**What this task involves**
State how many lines of the entries hold the string "Reverie", and output nothing but that count.

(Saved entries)
--- START ---
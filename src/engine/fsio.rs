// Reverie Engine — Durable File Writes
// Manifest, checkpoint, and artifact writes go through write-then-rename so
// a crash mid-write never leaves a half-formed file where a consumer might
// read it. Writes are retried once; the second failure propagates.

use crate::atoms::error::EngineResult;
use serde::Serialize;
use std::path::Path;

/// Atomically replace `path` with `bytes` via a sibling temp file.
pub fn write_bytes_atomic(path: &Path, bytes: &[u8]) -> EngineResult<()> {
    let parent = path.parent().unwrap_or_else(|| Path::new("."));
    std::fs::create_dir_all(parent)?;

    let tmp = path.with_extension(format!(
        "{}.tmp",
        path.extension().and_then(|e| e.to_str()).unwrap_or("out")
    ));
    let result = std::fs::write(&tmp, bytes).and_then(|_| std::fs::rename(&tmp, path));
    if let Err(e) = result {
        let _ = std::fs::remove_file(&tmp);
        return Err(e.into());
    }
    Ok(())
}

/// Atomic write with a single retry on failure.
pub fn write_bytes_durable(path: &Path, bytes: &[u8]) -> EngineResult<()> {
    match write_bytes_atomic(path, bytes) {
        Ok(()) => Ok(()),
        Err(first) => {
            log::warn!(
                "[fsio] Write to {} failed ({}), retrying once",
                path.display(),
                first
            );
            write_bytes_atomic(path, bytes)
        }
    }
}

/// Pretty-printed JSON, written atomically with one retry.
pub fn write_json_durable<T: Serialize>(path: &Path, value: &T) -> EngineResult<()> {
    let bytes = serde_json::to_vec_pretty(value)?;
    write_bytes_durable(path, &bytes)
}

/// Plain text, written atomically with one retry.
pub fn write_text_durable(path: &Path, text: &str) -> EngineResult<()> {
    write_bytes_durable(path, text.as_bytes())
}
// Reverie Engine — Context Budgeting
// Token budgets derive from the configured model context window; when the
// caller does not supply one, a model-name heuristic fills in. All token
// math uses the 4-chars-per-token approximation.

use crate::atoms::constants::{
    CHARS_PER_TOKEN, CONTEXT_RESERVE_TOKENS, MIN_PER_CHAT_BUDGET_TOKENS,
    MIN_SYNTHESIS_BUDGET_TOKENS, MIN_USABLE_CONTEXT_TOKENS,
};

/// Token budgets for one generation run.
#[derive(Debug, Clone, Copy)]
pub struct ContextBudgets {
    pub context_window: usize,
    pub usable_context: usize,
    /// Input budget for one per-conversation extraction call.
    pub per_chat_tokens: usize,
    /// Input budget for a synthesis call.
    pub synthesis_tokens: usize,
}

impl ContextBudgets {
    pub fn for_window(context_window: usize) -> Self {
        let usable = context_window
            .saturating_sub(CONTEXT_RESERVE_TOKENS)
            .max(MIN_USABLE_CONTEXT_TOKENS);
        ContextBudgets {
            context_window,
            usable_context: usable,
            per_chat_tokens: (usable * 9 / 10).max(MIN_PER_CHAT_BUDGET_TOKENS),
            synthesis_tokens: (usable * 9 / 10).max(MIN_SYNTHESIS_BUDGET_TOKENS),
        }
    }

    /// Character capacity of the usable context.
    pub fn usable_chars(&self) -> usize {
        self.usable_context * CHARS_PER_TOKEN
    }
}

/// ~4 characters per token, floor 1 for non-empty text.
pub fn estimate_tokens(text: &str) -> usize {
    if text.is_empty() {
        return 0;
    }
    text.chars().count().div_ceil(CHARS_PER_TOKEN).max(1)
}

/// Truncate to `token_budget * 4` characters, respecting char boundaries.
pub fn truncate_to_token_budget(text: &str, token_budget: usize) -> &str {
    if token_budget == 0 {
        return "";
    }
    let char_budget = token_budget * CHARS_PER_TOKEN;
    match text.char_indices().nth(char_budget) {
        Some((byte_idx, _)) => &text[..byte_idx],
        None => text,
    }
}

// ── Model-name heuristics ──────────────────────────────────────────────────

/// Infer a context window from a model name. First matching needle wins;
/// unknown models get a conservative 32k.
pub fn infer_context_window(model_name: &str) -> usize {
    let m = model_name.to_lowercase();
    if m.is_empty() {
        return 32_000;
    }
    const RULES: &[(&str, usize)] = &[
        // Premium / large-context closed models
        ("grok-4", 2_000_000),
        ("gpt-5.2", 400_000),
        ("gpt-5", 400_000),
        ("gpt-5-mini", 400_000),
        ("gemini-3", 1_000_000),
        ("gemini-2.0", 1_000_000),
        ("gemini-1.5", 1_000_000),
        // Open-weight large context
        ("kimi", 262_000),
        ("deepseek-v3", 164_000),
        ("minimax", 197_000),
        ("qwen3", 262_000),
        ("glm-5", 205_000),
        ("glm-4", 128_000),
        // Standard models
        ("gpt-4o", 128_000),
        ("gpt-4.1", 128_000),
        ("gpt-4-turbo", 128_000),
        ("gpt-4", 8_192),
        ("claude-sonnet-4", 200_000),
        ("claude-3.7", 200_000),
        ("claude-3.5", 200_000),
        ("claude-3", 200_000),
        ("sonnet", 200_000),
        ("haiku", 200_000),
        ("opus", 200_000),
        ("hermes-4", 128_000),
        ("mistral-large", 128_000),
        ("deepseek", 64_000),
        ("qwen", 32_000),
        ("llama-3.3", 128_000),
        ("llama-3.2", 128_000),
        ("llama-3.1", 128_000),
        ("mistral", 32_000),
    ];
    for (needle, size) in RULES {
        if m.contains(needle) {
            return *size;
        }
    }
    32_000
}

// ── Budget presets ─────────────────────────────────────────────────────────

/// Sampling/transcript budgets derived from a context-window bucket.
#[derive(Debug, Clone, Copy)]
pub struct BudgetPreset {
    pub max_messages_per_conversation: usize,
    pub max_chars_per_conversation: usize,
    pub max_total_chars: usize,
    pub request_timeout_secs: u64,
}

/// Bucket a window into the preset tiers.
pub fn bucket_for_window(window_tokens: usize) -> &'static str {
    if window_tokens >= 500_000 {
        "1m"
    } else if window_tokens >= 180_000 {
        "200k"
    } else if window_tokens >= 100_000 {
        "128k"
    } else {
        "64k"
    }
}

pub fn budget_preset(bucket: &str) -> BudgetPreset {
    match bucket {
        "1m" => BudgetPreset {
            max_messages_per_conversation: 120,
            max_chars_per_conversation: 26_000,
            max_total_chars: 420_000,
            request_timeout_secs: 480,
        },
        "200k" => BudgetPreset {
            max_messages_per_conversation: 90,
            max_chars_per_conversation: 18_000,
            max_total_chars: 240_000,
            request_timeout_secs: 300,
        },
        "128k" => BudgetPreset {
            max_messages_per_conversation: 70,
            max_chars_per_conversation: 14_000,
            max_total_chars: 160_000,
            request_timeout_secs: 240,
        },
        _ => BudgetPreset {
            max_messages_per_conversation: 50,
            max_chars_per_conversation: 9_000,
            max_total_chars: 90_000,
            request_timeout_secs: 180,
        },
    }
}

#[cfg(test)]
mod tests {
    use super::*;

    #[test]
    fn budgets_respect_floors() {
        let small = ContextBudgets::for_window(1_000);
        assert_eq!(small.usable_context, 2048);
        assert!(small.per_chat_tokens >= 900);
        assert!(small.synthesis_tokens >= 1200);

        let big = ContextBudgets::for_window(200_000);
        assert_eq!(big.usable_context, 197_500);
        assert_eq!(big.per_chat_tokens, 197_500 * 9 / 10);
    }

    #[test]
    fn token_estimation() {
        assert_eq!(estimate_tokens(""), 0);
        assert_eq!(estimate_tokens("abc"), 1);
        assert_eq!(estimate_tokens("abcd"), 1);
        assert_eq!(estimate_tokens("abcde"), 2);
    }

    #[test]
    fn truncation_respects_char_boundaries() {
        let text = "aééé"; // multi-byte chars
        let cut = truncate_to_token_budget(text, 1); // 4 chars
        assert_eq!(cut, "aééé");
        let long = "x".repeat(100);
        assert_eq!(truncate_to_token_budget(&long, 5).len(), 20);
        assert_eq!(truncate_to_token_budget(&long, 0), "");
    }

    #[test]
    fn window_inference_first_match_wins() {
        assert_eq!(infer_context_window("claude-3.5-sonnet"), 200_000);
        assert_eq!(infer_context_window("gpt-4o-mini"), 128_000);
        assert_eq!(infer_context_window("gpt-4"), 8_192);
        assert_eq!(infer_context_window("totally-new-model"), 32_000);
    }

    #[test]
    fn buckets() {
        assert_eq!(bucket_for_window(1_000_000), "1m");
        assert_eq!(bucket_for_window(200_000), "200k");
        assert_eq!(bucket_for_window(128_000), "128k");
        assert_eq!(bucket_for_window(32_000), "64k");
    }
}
--- END ---
**Answer box**
2